From time to time...
We will highlight a sermon here that speaks clearly to and about our congregation.
We therefore offer Doug's sermon below from August 11, 2019, based on Hebrews, Chapter 11.
A week ago yesterday, as surely everyone is tragically aware, a young man opened fire on the patrons of an El Paso Walmart with an AK-47. It was the 249th mass shooting this year. As of today, 22 persons are dead and 27 are wounded. The shooter surrendered to police shortly after and is cooperating with investigators. He told them that he was targeting “Mexicans” and in a manifesto that he may have posted minutes before the rampage, decried a “Hispanic invasion of Texas.”
Within hours of the El Paso shootings, another gunman invaded a night club in Dayton, OH, and opened fire, killing 9 people. His motivation is as yet unknown.

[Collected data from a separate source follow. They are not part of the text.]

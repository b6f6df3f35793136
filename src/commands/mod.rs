//! Command implementations
//!
//! The interactive game loop driving a Session from player input.

mod play;

pub use play::run_game;
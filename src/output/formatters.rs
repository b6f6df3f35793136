//! Formatting utilities for terminal output

use crate::core::{Classification, Score, ScoredLetter};
use colored::{ColoredString, Colorize};

/// Placeholder drawn for a letter that has not been placed yet
pub const BLANK_TILE: char = '_';

/// Format the board as space-separated tiles, e.g. "_ l _ _ _"
#[must_use]
pub fn format_board(tiles: &[Option<char>]) -> String {
    tiles
        .iter()
        .map(|tile| tile.unwrap_or(BLANK_TILE).to_string())
        .collect::<Vec<_>>()
        .join(" ")
}

/// Format one scored letter as a padded, colored cell
#[must_use]
pub fn format_tile(letter: &ScoredLetter) -> ColoredString {
    let cell = format!(" {} ", letter.value);
    let cell = cell.as_str();
    match letter.classification {
        Classification::Exact => cell.black().on_bright_green(),
        Classification::Present => cell.black().on_bright_yellow(),
        Classification::Absent => cell.bright_white(),
    }
}

/// Format a whole scored guess as one row of cells
#[must_use]
pub fn format_row(score: &Score) -> String {
    score
        .letters()
        .iter()
        .map(|letter| format_tile(letter).to_string())
        .collect()
}

/// Extra remark for a win in a memorable number of guesses
#[must_use]
pub const fn solved_quip(guesses: usize) -> Option<&'static str> {
    match guesses {
        3 => Some("GET OUTTA HERE FOURS!"),
        4 => Some("STUPID FOURS!"),
        _ => None,
    }
}
//! Game session state machine
//!
//! A Session owns the Pallet and the guess budget. Each accepted guess is
//! scored, its exact letters are revealed, and the session either keeps going,
//! becomes `Solved`, or becomes `Exhausted`. Rejected guesses change nothing.

use super::{GuessError, Pallet, PalletError, Score};
use crate::config::GameConfig;
use crate::wordlists::WordSource;
use tracing::{debug, info};

/// Where the session stands
#[derive(Debug, Clone, Copy, PartialEq, Eq)]
pub enum SessionState {
    InProgress,
    Solved { guesses: usize },
    Exhausted,
}

impl SessionState {
    #[must_use]
    pub const fn is_terminal(self) -> bool {
        !matches!(self, Self::InProgress)
    }
}

/// Result of one accepted guess
#[derive(Debug, Clone, PartialEq, Eq)]
pub struct Turn {
    pub score: Score,
    pub state: SessionState,
    pub attempts_used: usize,
}

/// Case-fold and strip surrounding whitespace, including the newline
///
/// Folding is per code point and never changes the letter count: a letter
/// whose lower case spans several code points (like 'İ') is kept as is.
#[must_use]
pub fn normalize(raw: &str) -> String {
    raw.trim().chars().map(fold_letter).collect()
}

fn fold_letter(letter: char) -> char {
    let mut lower = letter.to_lowercase();
    match (lower.next(), lower.next()) {
        (Some(single), None) => single,
        _ => letter,
    }
}

/// One game against one secret word
pub struct Session<'a, S: WordSource + ?Sized> {
    secret: String,
    pallet: Pallet,
    attempts_used: usize,
    state: SessionState,
    config: GameConfig,
    vocabulary: &'a S,
}

impl<'a, S: WordSource + ?Sized> Session<'a, S> {
    /// Start a game for `secret`
    ///
    /// # Errors
    /// Returns `PalletError::InvalidWord` if `secret` is empty after normalizing.
    pub fn new(secret: &str, config: GameConfig, vocabulary: &'a S) -> Result<Self, PalletError> {
        // Guesses are normalized, so the secret must be too
        let secret = normalize(secret);
        let pallet = Pallet::new(&secret)?;

        debug!(
            word_length = pallet.len(),
            attempts = config.attempts_allowed.get(),
            vocabulary_check = config.vocabulary_check_enabled,
            "session started"
        );

        Ok(Self {
            secret,
            pallet,
            attempts_used: 0,
            state: SessionState::InProgress,
            config,
            vocabulary,
        })
    }

    /// Submit a raw guess
    ///
    /// # Errors
    /// - `GuessError::GameOver` once the session is terminal
    /// - `GuessError::LengthMismatch` if the normalized guess has the wrong number of letters
    /// - `GuessError::UnknownWord` if vocabulary checking is on and the guess is not a word
    ///
    /// None of these consume an attempt.
    pub fn submit(&mut self, raw: &str) -> Result<Turn, GuessError> {
        if self.state.is_terminal() {
            return Err(GuessError::GameOver);
        }

        let guess = normalize(raw);
        let letters: Vec<char> = guess.chars().collect();

        if letters.len() != self.pallet.len() {
            debug!(got = letters.len(), "guess rejected: length");
            return Err(GuessError::LengthMismatch {
                expected: self.pallet.len(),
                got: letters.len(),
            });
        }

        if self.config.vocabulary_check_enabled && !self.vocabulary.contains(&guess) {
            debug!(%guess, "guess rejected: not a word");
            return Err(GuessError::UnknownWord(guess));
        }

        self.attempts_used += 1;

        let score = Score::calculate(&self.pallet, &letters);
        for position in score.exact_positions() {
            self.pallet.reveal(position);
        }

        self.state = if self.pallet.is_solved() {
            info!(guesses = self.attempts_used, "solved");
            SessionState::Solved {
                guesses: self.attempts_used,
            }
        } else if self.attempts_used >= self.config.attempts_allowed.get() {
            info!(attempts = self.attempts_used, "attempts exhausted");
            SessionState::Exhausted
        } else {
            SessionState::InProgress
        };

        debug!(
            attempt = self.attempts_used,
            feedback = %score.to_emoji(),
            "guess scored"
        );

        Ok(Turn {
            score,
            state: self.state,
            attempts_used: self.attempts_used,
        })
    }

    #[inline]
    #[must_use]
    pub fn secret(&self) -> &str {
        &self.secret
    }

    #[inline]
    #[must_use]
    pub const fn pallet(&self) -> &Pallet {
        &self.pallet
    }

    /// Board view of the Pallet for renderers
    #[must_use]
    pub fn board(&self) -> Vec<Option<char>> {
        self.pallet.render()
    }

    #[inline]
    #[must_use]
    pub const fn state(&self) -> SessionState {
        self.state
    }

    #[inline]
    #[must_use]
    pub const fn config(&self) -> &GameConfig {
        &self.config
    }

    #[inline]
    #[must_use]
    pub const fn attempts_used(&self) -> usize {
        self.attempts_used
    }

    #[must_use]
    pub const fn attempts_remaining(&self) -> usize {
        self.config
            .attempts_allowed
            .get()
            .saturating_sub(self.attempts_used)
    }
}
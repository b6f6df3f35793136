//! Game configuration
//!
//! Everything that used to be decided by peeking at the environment lives
//! here and is handed to the Session when it is built.

use std::num::NonZeroUsize;

/// Guess budget of a standard game
pub const DEFAULT_ATTEMPTS: NonZeroUsize = NonZeroUsize::new(5).unwrap();

/// Length of the secret words picked for a standard game
pub const DEFAULT_WORD_LENGTH: usize = 5;

/// Settings for one game
#[derive(Debug, Clone, Copy, PartialEq, Eq)]
pub struct GameConfig {
    /// Reject guesses that are not in the vocabulary
    pub vocabulary_check_enabled: bool,
    /// Print the secret before the first prompt
    pub reveal_secret_on_start: bool,
    pub attempts_allowed: NonZeroUsize,
    pub word_length: usize,
}

impl GameConfig {
    /// Debug mode: the secret is shown and any word of the right length is accepted
    #[must_use]
    pub const fn debug() -> Self {
        Self {
            vocabulary_check_enabled: false,
            reveal_secret_on_start: true,
            attempts_allowed: DEFAULT_ATTEMPTS,
            word_length: DEFAULT_WORD_LENGTH,
        }
    }

    /// Standard or debug settings depending on the toggle
    #[must_use]
    pub fn from_debug_toggle(enabled: bool) -> Self {
        if enabled { Self::debug() } else { Self::default() }
    }

    #[must_use]
    pub const fn with_attempts(mut self, attempts: NonZeroUsize) -> Self {
        self.attempts_allowed = attempts;
        self
    }
}

impl Default for GameConfig {
    fn default() -> Self {
        Self {
            vocabulary_check_enabled: true,
            reveal_secret_on_start: false,
            attempts_allowed: DEFAULT_ATTEMPTS,
            word_length: DEFAULT_WORD_LENGTH,
        }
    }
}
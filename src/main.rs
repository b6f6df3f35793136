//! Wordie - CLI
//!
//! Plays one game of Wordie in the terminal. Set `DEBUG` to any non-empty
//! value to see the solution up front and skip the dictionary check.

use anyhow::{Context, Result};
use clap::Parser;
use std::io;
use tracing::debug;
use wordie::{
    commands::run_game,
    config::GameConfig,
    core::Session,
    logging,
    output::TerminalRenderer,
    wordlists::{WordList, WordSource},
};

#[derive(Parser)]
#[command(
    name = "wordie",
    about = "Guess the secret word, one scored guess at a time",
    version,
    author
)]
struct Cli {
    /// Debug mode toggle; any non-empty value enables it
    #[arg(long, env = "DEBUG", hide = true)]
    debug: Option<String>,
}

impl Cli {
    fn debug_enabled(&self) -> bool {
        self.debug.as_deref().is_some_and(|value| !value.is_empty())
    }
}

fn main() -> Result<()> {
    let cli = Cli::parse();
    logging::init()?;

    let config = GameConfig::from_debug_toggle(cli.debug_enabled());
    let words = WordList::embedded();
    debug!(words = words.len(), "dictionary loaded");

    let secret = words
        .pick_secret(config.word_length)
        .context("failed to pick a secret word")?;
    let mut session =
        Session::new(&secret, config, &words).context("failed to start the game")?;

    let mut renderer = TerminalRenderer::stdout();
    run_game(&mut session, io::stdin().lock(), &mut renderer).context("failed to draw the game")?;

    Ok(())
}
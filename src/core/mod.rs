//! Core game types
//!
//! The Pallet records the secret word, `Score` classifies guesses against it,
//! and the Session drives one game from first guess to a terminal state.
//! Nothing here touches the terminal.

mod error;
mod pallet;
mod score;
mod session;

pub use error::{GuessError, PalletError};
pub use pallet::{Letter, Matches, Pallet};
pub use score::{Classification, Score, ScoredLetter};
pub use session::{Session, SessionState, Turn, normalize};
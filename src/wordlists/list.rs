//! In-memory dictionary
//!
//! A sorted, de-duplicated list of normalized words that supplies secrets and
//! answers vocabulary lookups.

use super::{WORDS, WordListError, WordSource};
use crate::core::normalize;
use rand::Rng;
use rand::prelude::IndexedRandom;

/// Immutable dictionary built once at startup
#[derive(Debug, Clone, PartialEq, Eq)]
pub struct WordList {
    words: Vec<String>,
}

impl WordList {
    /// Build a list from raw entries
    ///
    /// Entries are normalized the same way guesses are; blank entries and
    /// duplicates are dropped.
    ///
    /// # Examples
    /// ```
    /// use wordie::wordlists::{WordList, WordSource};
    ///
    /// let list = WordList::new(["Crane", " slate ", "", "crane"]);
    /// assert_eq!(list.len(), 2);
    /// assert!(list.contains("crane"));
    /// ```
    pub fn new<I, S>(entries: I) -> Self
    where
        I: IntoIterator<Item = S>,
        S: AsRef<str>,
    {
        let mut words: Vec<String> = entries
            .into_iter()
            .map(|entry| normalize(entry.as_ref()))
            .filter(|word| !word.is_empty())
            .collect();

        words.sort_unstable();
        words.dedup();

        Self { words }
    }

    /// The dictionary compiled into the binary
    #[must_use]
    pub fn embedded() -> Self {
        Self::new(WORDS)
    }

    #[inline]
    #[must_use]
    pub fn len(&self) -> usize {
        self.words.len()
    }

    #[inline]
    #[must_use]
    pub fn is_empty(&self) -> bool {
        self.words.is_empty()
    }

    #[inline]
    #[must_use]
    pub fn words(&self) -> &[String] {
        &self.words
    }

    /// Pick a secret of `length` code points using the given RNG
    ///
    /// # Errors
    /// Returns `WordListError::NoWordsOfLength` if no entry has that length.
    pub fn pick_secret_with<R: Rng + ?Sized>(
        &self,
        length: usize,
        rng: &mut R,
    ) -> Result<String, WordListError> {
        let candidates: Vec<&String> = self
            .words
            .iter()
            .filter(|word| word.chars().count() == length)
            .collect();

        candidates
            .choose(rng)
            .map(|&word| word.clone())
            .ok_or(WordListError::NoWordsOfLength(length))
    }
}

impl WordSource for WordList {
    fn pick_secret(&self, length: usize) -> Result<String, WordListError> {
        self.pick_secret_with(length, &mut rand::rng())
    }

    fn contains(&self, word: &str) -> bool {
        self.words
            .binary_search_by(|probe| probe.as_str().cmp(word))
            .is_ok()
    }
}
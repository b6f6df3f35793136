//! Terminal renderer

use super::Renderer;
use super::formatters::{format_board, format_row, solved_quip};
use crate::core::{GuessError, Score, SessionState};
use colored::Colorize;
use std::io::{self, Stdout, Write};

/// Line-based renderer writing colored text to any writer
pub struct TerminalRenderer<W: Write> {
    out: W,
}

impl TerminalRenderer<Stdout> {
    #[must_use]
    pub fn stdout() -> Self {
        Self::new(io::stdout())
    }
}

impl<W: Write> TerminalRenderer<W> {
    #[must_use]
    pub const fn new(out: W) -> Self {
        Self { out }
    }

    /// Give back the writer, e.g. to inspect captured output
    #[must_use]
    pub fn into_inner(self) -> W {
        self.out
    }
}

impl<W: Write> Renderer for TerminalRenderer<W> {
    fn banner(&mut self) -> io::Result<()> {
        writeln!(self.out, "{}", "Wordie...".bright_cyan().bold())
    }

    fn reveal_secret(&mut self, secret: &str) -> io::Result<()> {
        writeln!(
            self.out,
            "{} {}",
            "DEBUG enabled, solution is:".bright_black(),
            secret
        )
    }

    fn board(&mut self, tiles: &[Option<char>]) -> io::Result<()> {
        writeln!(self.out, "{}", format_board(tiles))
    }

    fn prompt(&mut self) -> io::Result<()> {
        write!(self.out, "> ")?;
        self.out.flush()
    }

    fn scored(&mut self, score: &Score) -> io::Result<()> {
        writeln!(self.out, "{}", format_row(score))
    }

    fn rejected(&mut self, error: &GuessError) -> io::Result<()> {
        writeln!(self.out, "{} {error}", "error:".red().bold())
    }

    fn finished(&mut self, state: SessionState, secret: &str) -> io::Result<()> {
        match state {
            SessionState::Solved { guesses } => {
                writeln!(self.out, "{}", "SOLVED!".bright_green().bold())?;
                if let Some(quip) = solved_quip(guesses) {
                    writeln!(self.out, "{}", quip.bright_yellow())?;
                }
                writeln!(
                    self.out,
                    "Solved in {guesses} {}",
                    if guesses == 1 { "guess" } else { "guesses" }
                )
            }
            SessionState::Exhausted => writeln!(
                self.out,
                "{} {}",
                "GAME OVER. The wordie was:".red().bold(),
                secret.bright_white().bold()
            ),
            SessionState::InProgress => Ok(()),
        }
    }
}
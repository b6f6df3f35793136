//! Error types for the game core

use thiserror::Error;

/// Failure to build a Pallet from the secret word
#[derive(Debug, Clone, PartialEq, Eq, Error)]
pub enum PalletError {
    #[error("empty word for pallet init")]
    InvalidWord,
}

/// A rejected guess. None of these consume an attempt.
#[derive(Debug, Clone, PartialEq, Eq, Error)]
pub enum GuessError {
    #[error("bad length: {got}, use length: {expected}")]
    LengthMismatch { expected: usize, got: usize },

    #[error("guess not found in dictionary: {0}")]
    UnknownWord(String),

    #[error("the game is already over")]
    GameOver,
}

impl GuessError {
    /// Whether the player may simply try again
    #[must_use]
    pub const fn is_mulligan(&self) -> bool {
        matches!(self, Self::LengthMismatch { .. } | Self::UnknownWord(_))
    }
}

#[cfg(test)]
mod tests {
    use super::*;

    #[test]
    fn length_mismatch_message() {
        let err = GuessError::LengthMismatch {
            expected: 5,
            got: 3,
        };
        assert_eq!(err.to_string(), "bad length: 3, use length: 5");
    }

    #[test]
    fn mulligans() {
        assert!(GuessError::UnknownWord("zzzzz".into()).is_mulligan());
        assert!(
            GuessError::LengthMismatch {
                expected: 5,
                got: 0
            }
            .is_mulligan()
        );
        assert!(!GuessError::GameOver.is_mulligan());
    }
}
//! Route handlers for the session endpoint and service health.

pub mod health;
pub mod session;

On Wednesday, at President Trump’s direction, ICE officers invaded workplaces in Mississippi and detained 680 persons suspected of being undocumented. As of Friday, they released over 300. One end result? Children coming home from school to empty homes not knowing what happened to their parents.
On Thursday, the President and First Lady visited Dayton and El Paso in a supposed “invasion of comfort” for the wounded and the families of the dead. In El Paso, they posed with an infant orphaned because his parents were both shot dead while protecting him. Mrs. Trump held the baby and Mr. Trump was photographed with his trademark grin and “thumbs up.” The tragic irony cannot be lost: the child’s parents are dead and the person whose rhetoric has spurred a spike in hate crimes, is celebrating the invasion that is terrorizing Americans.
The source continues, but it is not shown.